RE: Bindings : a quick cut at an abstract definition

Hi Glen,

Thanks for doing this... I think it looks quite good. I have a couple of
thoughts on your item 3 comment.

> Item 3 certainly could/should be expanded into more detail.  I also
> note that it seems to me that the difference between a binding and
> any other SOAP extension becomes somewhat unclear if we head down this
> road - bindings, I think, are the only extensions allowed to specify
> "private" patterns as in item 2, but aside from that it's very similar.
> This may be a good thing or not.

I think that one of the differences to give some thought to is any
difference in how the Processing Model (Section 2) handles what you describe
and how 'normal' SOAP extensions are handled.
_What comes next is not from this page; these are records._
// src/platform.rs
//
// Narrow interfaces to the rest of the institution platform. The exam
// subsystem never manages colleges, students or courses; it only resolves
// them. Audit persistence and notification delivery are likewise someone
// else's job behind a trait.

use async_trait::async_trait;
use serde::Serialize;
use sqlx::PgPool;
use std::collections::HashMap;
use std::sync::Mutex;

use crate::error::AppError;

#[derive(Debug, Clone, Serialize)]
pub struct College {
    pub id: i64,
    pub name: String,
}

#[derive(Debug, Clone, Serialize)]
pub struct Student {
    pub id: i64,
    pub college_id: i64,
    pub name: String,
    pub roll_number: String,
}

#[derive(Debug, Clone, Serialize)]
pub struct Course {
    pub id: i64,
    pub college_id: i64,
    pub code: String,
    pub title: String,
}

/// Read-only lookups against the platform's master data.
#[async_trait]
pub trait Directory: Send + Sync {
    async fn resolve_college(&self, college_id: i64) -> Result<College, AppError>;
    async fn get_student(&self, college_id: i64, student_id: i64) -> Result<Student, AppError>;
    async fn get_course(&self, college_id: i64, course_id: i64) -> Result<Course, AppError>;
}

/// One auditable business event. The platform decides where these land.
#[derive(Debug, Clone, Serialize)]
pub struct AuditEvent {
    pub college_id: i64,
    pub actor_id: Option<i64>,
    pub action: &'static str,
    pub entity: String,
    pub detail: serde_json::Value,
}

/// Audit delivery must never fail the operation being audited, so the
/// trait is infallible; implementations swallow and log their own errors.
#[async_trait]
pub trait AuditSink: Send + Sync {
    async fn record(&self, event: AuditEvent);
}

#[derive(Debug, Clone, Serialize)]
pub struct Notification {
    pub college_id: i64,
    pub student_id: i64,
    pub subject: String,
    pub body: String,
}

#[async_trait]
pub trait Notifier: Send + Sync {
    async fn send(&self, notification: Notification);
}

/// Reads master tables owned by the platform. This service only ever
/// SELECTs from them.
pub struct PgDirectory {
    pool: PgPool,
}

impl PgDirectory {
    pub fn new(pool: PgPool) -> Self {
        Self { pool }
    }
}

#[async_trait]
impl Directory for PgDirectory {
    async fn resolve_college(&self, college_id: i64) -> Result<College, AppError> {
        let row: Option<(i64, String)> =
            sqlx::query_as("SELECT id, name FROM colleges WHERE id = $1")
                .bind(college_id)
                .fetch_optional(&self.pool)
                .await?;
        let (id, name) =
            row.ok_or_else(|| AppError::NotFound(format!("college {} not found", college_id)))?;
        Ok(College { id, name })
    }

    async fn get_student(&self, college_id: i64, student_id: i64) -> Result<Student, AppError> {
        let row: Option<(i64, i64, String, String)> = sqlx::query_as(
            "SELECT id, college_id, name, roll_number FROM students \
             WHERE id = $1 AND college_id = $2",
        )
        .bind(student_id)
        .bind(college_id)
        .fetch_optional(&self.pool)
        .await?;
        let (id, college_id, name, roll_number) =
            row.ok_or_else(|| AppError::NotFound(format!("student {} not found", student_id)))?;
        Ok(Student {
            id,
            college_id,
            name,
            roll_number,
        })
    }

    async fn get_course(&self, college_id: i64, course_id: i64) -> Result<Course, AppError> {
        let row: Option<(i64, i64, String, String)> = sqlx::query_as(
            "SELECT id, college_id, code, title FROM courses \
             WHERE id = $1 AND college_id = $2",
        )
        .bind(course_id)
        .bind(college_id)
        .fetch_optional(&self.pool)
        .await?;
        let (id, college_id, code, title) =
            row.ok_or_else(|| AppError::NotFound(format!("course {} not found", course_id)))?;
        Ok(Course {
            id,
            college_id,
            code,
            title,
        })
    }
}

/// In-memory directory for tests and database-less runs.
#[derive(Default)]
pub struct MemoryDirectory {
    inner: Mutex<MemoryDirectoryState>,
}

#[derive(Default)]
struct MemoryDirectoryState {
    colleges: HashMap<i64, College>,
    students: HashMap<i64, Student>,
    courses: HashMap<i64, Course>,
}

impl MemoryDirectory {
    pub fn new() -> Self {
        Self::default()
    }

    pub fn add_college(&self, college: College) {
        let mut state = self.inner.lock().expect("directory mutex poisoned");
        state.colleges.insert(college.id, college);
    }

    pub fn add_student(&self, student: Student) {
        let mut state = self.inner.lock().expect("directory mutex poisoned");
        state.students.insert(student.id, student);
    }

    pub fn add_course(&self, course: Course) {
        let mut state = self.inner.lock().expect("directory mutex poisoned");
        state.courses.insert(course.id, course);
    }
}

#[async_trait]
impl Directory for MemoryDirectory {
    async fn resolve_college(&self, college_id: i64) -> Result<College, AppError> {
        let state = self.inner.lock().expect("directory mutex poisoned");
        state
            .colleges
            .get(&college_id)
            .cloned()
            .ok_or_else(|| AppError::NotFound(format!("college {} not found", college_id)))
    }

    async fn get_student(&self, college_id: i64, student_id: i64) -> Result<Student, AppError> {
        let state = self.inner.lock().expect("directory mutex poisoned");
        state
            .students
            .get(&student_id)
            .filter(|s| s.college_id == college_id)
            .cloned()
            .ok_or_else(|| AppError::NotFound(format!("student {} not found", student_id)))
    }

    async fn get_course(&self, college_id: i64, course_id: i64) -> Result<Course, AppError> {
        let state = self.inner.lock().expect("directory mutex poisoned");
        state
            .courses
            .get(&course_id)
            .filter(|c| c.college_id == college_id)
            .cloned()
            .ok_or_else(|| AppError::NotFound(format!("course {} not found", course_id)))
    }
}

/// Emits audit events through tracing; the platform's collector picks the
/// structured records up from there.
pub struct LogAuditSink;

#[async_trait]
impl AuditSink for LogAuditSink {
    async fn record(&self, event: AuditEvent) {
        tracing::info!(
            college_id = event.college_id,
            actor_id = event.actor_id,
            action = event.action,
            entity = %event.entity,
            detail = %event.detail,
            "audit"
        );
    }
}

pub struct LogNotifier;

#[async_trait]
impl Notifier for LogNotifier {
    async fn send(&self, notification: Notification) {
        tracing::info!(
            college_id = notification.college_id,
            student_id = notification.student_id,
            subject = %notification.subject,
            "notification queued"
        );
    }
}

/// Captures notifications so tests can assert on delivery.
#[derive(Default)]
pub struct MemoryNotifier {
    sent: Mutex<Vec<Notification>>,
}

impl MemoryNotifier {
    pub fn new() -> Self {
        Self::default()
    }

    pub fn sent(&self) -> Vec<Notification> {
        self.sent.lock().expect("notifier mutex poisoned").clone()
    }
}

#[async_trait]
impl Notifier for MemoryNotifier {
    async fn send(&self, notification: Notification) {
        self.sent
            .lock()
            .expect("notifier mutex poisoned")
            .push(notification);
    }
}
For example, consider functionality that preserves message order. Loss is
ok... messages are passed to the receving SOAP user/application/actor in the
order that they were originally sent. Losses leave holes in the message
sequence.

If we imagine that some underlying protocols are naturally order preserving
and others are not and that we have defined a public facet as you suggest
eg. the binding at the sending node serialises a monotonically increasing
sequence number into a header block. Some short arrivals buffer might be
maintained to enable re-ordering of messages and/or late arrivals are
discarded to prevent mis-ordered delivery - this is just an example. 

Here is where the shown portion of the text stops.